注： wget 的速度非常非常非常非常 慢！但因为这次下载的数据比较特殊，下 次如果下载 UCSC 、GEO 上数据，可以使用 sratoolkit ，或者强大的迅雷下载

"Two sets of alignment results were generated for the raw reads of the 35 Korean samples” 本文未对测序读段进行质控，故我也不用质控啦。

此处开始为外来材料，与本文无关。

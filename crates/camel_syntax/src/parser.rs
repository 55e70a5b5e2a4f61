//! Parser for Perl 5 source.
//!
//! Consumes the merged token stream and builds a lossless rowan tree. Statements and expressions get typed nodes;
//! the bodies of subs, compound statements, `do`/`eval`/`try` blocks and bare blocks become
//! [`SyntaxKind::LazyBlock`] nodes whose tokens are kept flat until [`crate::Parse::expand`] parses them.
//!
//! ## Notes
//! - Every decision is taken on token kinds only, never on token text. The reparse analyzer relies on that: swapping
//!   a token for another of the same kind cannot change the shape of the tree around it.
//! - Malformed input never fails the parse. The offending span is wrapped in [`SyntaxKind::ErrorElement`], an error is
//!   recorded, and parsing resumes at the next statement starter, `;` or `}`.
//! - Cancellation is polled between statements.
//!
//! ## Examples
//!
//! ```rust
//! use camel_core::lang::dialect::Dialect;
//! use camel_core::lang::kinds::SyntaxKind;
//! use camel_syntax::parser;
//!
//! let parse = parser::parse("my $x = 1 + 2;\n", &Dialect::new());
//! assert!(parse.errors().is_empty());
//! assert_eq!(parse.syntax_node().kind(), SyntaxKind::File);
//! ```

use camel_core::lang::dialect::{Dialect, TryCatchDialect};
use camel_core::lang::keywords;
use camel_core::lang::kinds::SyntaxKind;
use camel_core::lang::operators::{self, Associativity, precedence};
use camel_core::lang::token_sets::{
    BLOCK_LIST_KEYWORDS, LIST_OPERATOR_KEYWORDS, LOOP_CONTROL_KEYWORDS, MOOSE_KEYWORDS, MOOSE_LIST_KEYWORDS,
    NAMED_UNARY_KEYWORDS, NUMBERS, PRINT_KEYWORDS, QUOTE_LITERALS, SIGILS, STATEMENT_MODIFIERS, STATEMENT_RECOVERY,
    SUB_LIKE_KEYWORDS, TERM_STARTS, TRIVIA, TokenSet, UNCHAINABLE_OPERATORS, VARIABLE_DECLARATORS,
};
use rowan::{Checkpoint, GreenNode, GreenNodeBuilder, Language, TextRange, TextSize};

use crate::cancel::{Cancellation, NeverCancel};
use crate::diagnostics::{ParseError, SyntaxError};
use crate::lexer::{self, Token};
use crate::merge::merge;
use crate::tree::{Parse, PerlLanguage};

// NOTE: This module is split across multiple files using `include!` to keep all parser
// methods in the same Rust module (preserving privacy + call patterns) while avoiding
// a single large source file.

include!("parser/core.rs");
include!("parser/helpers.rs");
include!("parser/stmts.rs");
include!("parser/blocks.rs");
include!("parser/expr.rs");
include!("parser/util.rs");
include!("parser/api.rs");
include!("parser/tests.rs");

一、 使用BWA做比对 “The first set was provided by KPGP and was generated by using BWA (version 0.5.9)to map raw reads to the human genome (hg19) with 45bp seed sequence allowed (see Additional file 1 for details).”

二、使用bowtie2做比对（原文使用的是soap2，但因华大已经两年未更新，且相应下游软件SOAPsnp已经不维护了，改用bowtie2作比较）

一、bwa结果进行SNP calling

删除pcr前后比对结果如下

分别是96.44%与94.04%

查看vcf文件

注：vcf格式解释 CHROM和POS：变异位点所在的染色体名称和位置，从１开始计数，如果是INDEL的话，位置是该INDEL第一个碱基的位置。 ID：variant的id。比如call出来的SNP在dbSNP数据库中存在，这里就会显示相应的rs号（当然前提是已经和dbSNP数据库做了比较）。 REF和ALT：参考序列的碱基和突变后的碱基。如果有多种不同于参考序列的基因型，在ALT列使用“，”隔开。如变异位点在参考基因组上的碱基为“G”，样品上突变后的基因型为“A”，则REF列为“G”，ALT列为“A”；如果突变后的碱基有多个如A和C，则ALT可以表示为“A,C”。这里需要注意ALT是针对这个变异位点而言，不针对特定样品。 QUAL：Phred格式(Phred_scaled)的质量值，表示在该位点存在variant的可能性，值越高，则variant的可能性越大。计算方法：Phred值= -10 * log (1-p)， p为variant存在的概率。通过计算公式可以看出值为10的表示错误概率为0.1，该位点为variant的概率为90%。 FILTER：理想情况下，QUAL这个值应该是用所有的错误模型算出来的，这个值就可以代表正确的变异位点了，但是事实是做不到的。因此，还需要对原始变异位点做进一步的过滤。无论你用什么方法对变异位点进行过滤，过滤完了之后，在FILTER一栏都会留下过滤记录，如果是通过了过滤标准，那么这些通过标准的好的变异位点的FILTER一栏就会注释一个PASS，如果没有通过过滤，就会在FILTER这一栏提示除了PASS的其他信息。如果这一栏是一个“.”的话，就说明没有进行过任何过滤。 INFO：这一列是variant的详细信息，格式以tag=value形式记录，而tag的说明一般包含在文件开头的注释说明部分。 FORMAT和NA00001（NA00002…）：FORMAT这列规定了后边样品每列的格式，NA00001（NA00002…）等各列是对应每个样品在这个variant的信息。我们如果要看每个样品的基因型信息，就需要看这几列了。

计算SNP总数

得出3,208,582个SNP

二、 bowtie2结果进行SNP calling（使用GATK） 附：GATK流程 注：GATK运行之前有一套复杂且必须的步骤要执行，不能偷懒

查找出3,413,019个SNP

BWA准确率似乎高一些，然后bowtie2速度快许多 GATK能识别到更多SNP位点，但是非常复杂。 样本数太少，不能得出有效结论

总结：不在千人基因组计划中的国外数据下载好难！GATK好麻烦，但应该比较准确！要记住bwa的index和参考序列要用统一的！！！